Lorsque je vois le panneau « Santa Marina » dans mes rétroviseurs, je pousse ma bécane dans ses retranchements. Je monte à 110 en quelques secondes sur la N Piedra en direction de la 41 N. Ce n'est pas la route que je préfère car bon nombre de motards ont perdu la vie sur cet asphalte si dangereux. Les nombreuses croix plantées sur le bord de route en témoignent. Je n'oserais jamais prendre cette route par temps de pluie avec tous ces virages serrés qui se succèdent. Heureusement pour moi, le temps est radieux et le soleil pointe déjà le bout de son nez malgré l'heure matinale. La nationale est quasiment déserte à cette heure-ci, je vais donc pouvoir rouler sereinement pendant un bon moment.

Après avoir tracé pendant plus de deux heures en longeant le parc Sequoia, je décide de m'arrêter un instant pour me dégourdir les jambes. Je me gare sur un parking et vais me chercher de quoi grignoter un morceau cela m'évitera un nouvel arrêt. J'en ai encore pour quelques heures avant d'atteindre ma première étape qui se fera au Nevada, plus précisément à Las Vegas.
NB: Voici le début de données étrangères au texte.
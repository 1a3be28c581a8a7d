// Copyright 2025 the Understory Authors
// SPDX-License-Identifier: Apache-2.0 OR MIT

use criterion::{BatchSize, Criterion, Throughput, black_box, criterion_group, criterion_main};
use kurbo::{Affine, Circle, Point, Rect};
use shapecast_geom::Ray;
use shapecast_index::{
    IndexConfig, Partition, PartitionFilter, Shape, ShapeArena, ShapeId, ShapeMask, SpatialTree,
};

const PARTITIONS: [(Partition, PartitionFilter, &str); 2] = [
    (Partition::Static, PartitionFilter::STATIC, "static"),
    (Partition::Dynamic, PartitionFilter::DYNAMIC, "dynamic"),
];

#[derive(Clone)]
struct Rng(u64);

impl Rng {
    fn new(seed: u64) -> Self {
        Self(seed)
    }
    fn next_u64(&mut self) -> u64 {
        let mut x = self.0;
        x ^= x << 13;
        x ^= x >> 7;
        x ^= x << 17;
        self.0 = x;
        x
    }
    fn next_f64(&mut self) -> f64 {
        let v = self.next_u64() >> 11;
        (v as f64) / ((1u64 << 53) as f64)
    }
}

fn gen_grid_shapes(n: usize, cell: f64) -> Vec<Shape> {
    let mut out = Vec::with_capacity(n * n);
    for y in 0..n {
        for x in 0..n {
            let x0 = x as f64 * cell;
            let y0 = y as f64 * cell;
            let r = Rect::new(x0, y0, x0 + cell * 0.8, y0 + cell * 0.8);
            if (x + y) % 2 == 0 {
                out.push(Shape::from_rect(r));
            } else {
                out.push(Shape::from_circle(Circle::new(r.center(), cell * 0.4)));
            }
        }
    }
    out
}

fn gen_random_shapes(count: usize, extent: f64, size: f64) -> Vec<Shape> {
    let mut rng = Rng::new(0xCAFE_F00D_DEAD_BEEF);
    (0..count)
        .map(|_| {
            let x0 = rng.next_f64() * extent;
            let y0 = rng.next_f64() * extent;
            Shape::from_rect(Rect::new(x0, y0, x0 + size, y0 + size))
        })
        .collect()
}

fn populate(shapes: &[Shape], partition: Partition) -> (ShapeArena, SpatialTree, Vec<ShapeId>) {
    let mut arena = ShapeArena::new();
    let config = IndexConfig::default().with_cell_size(16.0);
    let mut tree = SpatialTree::with_config(config).unwrap();
    let mut ids = Vec::with_capacity(shapes.len());
    for s in shapes {
        let id = arena.insert(s.clone());
        match partition {
            Partition::Static => tree.add_static(&mut arena, id),
            Partition::Dynamic => tree.add_dynamic(&mut arena, id),
        }
        ids.push(id);
    }
    tree.commit(&arena);
    (arena, tree, ids)
}

fn bench_build(c: &mut Criterion) {
    let mut group = c.benchmark_group("build");
    for &n in &[32usize, 64, 128] {
        let shapes = gen_grid_shapes(n, 10.0);
        group.throughput(Throughput::Elements((n * n) as u64));
        for (partition, _, name) in PARTITIONS {
            group.bench_function(format!("{name}_n{n}"), |b| {
                b.iter_batched(
                    || shapes.clone(),
                    |shapes| black_box(populate(&shapes, partition).1.static_len()),
                    BatchSize::SmallInput,
                )
            });
        }
    }
    group.finish();
}

fn bench_ray_cast(c: &mut Criterion) {
    let mut group = c.benchmark_group("ray_cast");
    let shapes = gen_random_shapes(4096, 2000.0, 12.0);
    let mut rng = Rng::new(0xBADC_F00D_1234_5678);
    let rays: Vec<_> = (0..256)
        .map(|_| {
            let a = rng.next_f64() * core::f64::consts::TAU;
            Ray::new((1000.0, 1000.0), (a.cos(), a.sin()))
        })
        .collect();
    for (partition, filter, name) in PARTITIONS {
        let (arena, tree, _) = populate(&shapes, partition);
        group.bench_function(format!("{name}_random_256_rays"), |b| {
            b.iter(|| {
                let mut hits = 0usize;
                for ray in &rays {
                    hits += usize::from(
                        tree.ray_cast(&arena, ray, ShapeMask::all(), filter)
                            .is_some(),
                    );
                }
                black_box(hits)
            })
        });
    }
    group.finish();
}

fn bench_range_and_pick(c: &mut Criterion) {
    let mut group = c.benchmark_group("range_pick");
    let shapes = gen_grid_shapes(128, 8.0);
    for (partition, filter, name) in PARTITIONS {
        let (arena, tree, _) = populate(&shapes, partition);
        group.bench_function(format!("{name}_range_256"), |b| {
            b.iter(|| {
                let mut total = 0usize;
                for q in 0..256 {
                    let x = (q % 64) as f64 * 8.0;
                    let y = (q / 64) as f64 * 8.0;
                    let found = tree.range_query(
                        &arena,
                        Rect::new(x, y, x + 20.0, y + 20.0),
                        ShapeMask::all(),
                        filter,
                        None,
                    );
                    total += found.len();
                }
                black_box(total)
            })
        });
        group.bench_function(format!("{name}_pick_256"), |b| {
            b.iter(|| {
                let mut total = 0usize;
                for q in 0..256 {
                    let p = Point::new((q % 128) as f64 * 8.0 + 3.0, (q / 2) as f64 * 8.0 + 3.0);
                    total += tree
                        .pick_query(&arena, p, ShapeMask::all(), filter)
                        .len();
                }
                black_box(total)
            })
        });
    }
    group.finish();
}

fn bench_intersections(c: &mut Criterion) {
    let mut group = c.benchmark_group("intersection");
    let shapes = gen_random_shapes(2048, 1000.0, 16.0);
    for (partition, filter, name) in PARTITIONS {
        let (arena, tree, ids) = populate(&shapes, partition);
        group.bench_function(format!("{name}_every_shape"), |b| {
            b.iter(|| {
                let mut total = 0usize;
                for &id in &ids {
                    total += tree.intersection_query(&arena, id, filter).len();
                }
                black_box(total)
            })
        });
    }
    group.finish();
}

fn bench_dynamic_motion(c: &mut Criterion) {
    let mut group = c.benchmark_group("dynamic_motion");
    let shapes = gen_random_shapes(4096, 2000.0, 12.0);
    group.bench_function("transform_all_small_steps", |b| {
        b.iter_batched(
            || populate(&shapes, Partition::Dynamic),
            |(mut arena, mut tree, ids)| {
                for (j, id) in ids.into_iter().enumerate() {
                    let dx = (j % 5) as f64 - 2.0;
                    let dy = ((j * 7) % 5) as f64 - 2.0;
                    tree.transform(&mut arena, id, Affine::translate((dx, dy)));
                }
                black_box(tree.dynamic_bounds())
            },
            BatchSize::SmallInput,
        )
    });
    group.finish();
}

criterion_group!(
    benches,
    bench_build,
    bench_ray_cast,
    bench_range_and_pick,
    bench_intersections,
    bench_dynamic_motion
);
criterion_main!(benches);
J'ai eu l'occasion de visiter ce parc à plusieurs reprises lorsque nous y avons pique-niqué avec Alice et Chris. C'est un vrai bonheur, un grand bol d'air de se promener autour de ces immenses Sequoias. C'est en quelque sorte un retour aux sources, sentir les différentes odeurs qui y règnent, observer les quelques animaux en liberté, écouter les oiseaux chanter. En ce début d'après- midi, le soleil est haut dans le ciel et commence à me brûler la peau. Nous sommes mi-septembre et il fait encore très chaud en Californie. Je retire ma veste et la tiens à bout de bras. Je n'ai jamais eu les biceps très développés, mais je peux être fier de mes abdominaux bien dessinés Et quand je vois le regard en coin de certaines filles dans ce parc, je n'ai rien à envier à tous ces mecs bodybuildés. J'ai plutôt une belle gueule, dans le genre grand brun aux iris vert d'eau. Depuis tout jeune, je n'ai aucun mal à trouver une jolie fille pour partager mon lit, mais je n'en ai jamais abusé. C'était même plutôt gênant de les voir tourner autour de moi comme si j'étais une friandise. J'aurais dû être flatté, mais c'était tout le contraire. Comme j'étais plutôt timide, je n'aimais pas du tout être le centre de l'attention. Tout comme en ce moment quand je détourne les yeux de cette demoiselle qui me dévisage avec envie. Je préfère diriger mon regard vers mes pieds ou les feuilles dans les arbres, plutôt que de la laisser penser qu'elle m'intéresse. Je ne suis pas à proprement parler « asocial », enfin si peut être un peu, mais c'est juste que je suis souvent mal à l'aise avec les gens que je ne connais pas.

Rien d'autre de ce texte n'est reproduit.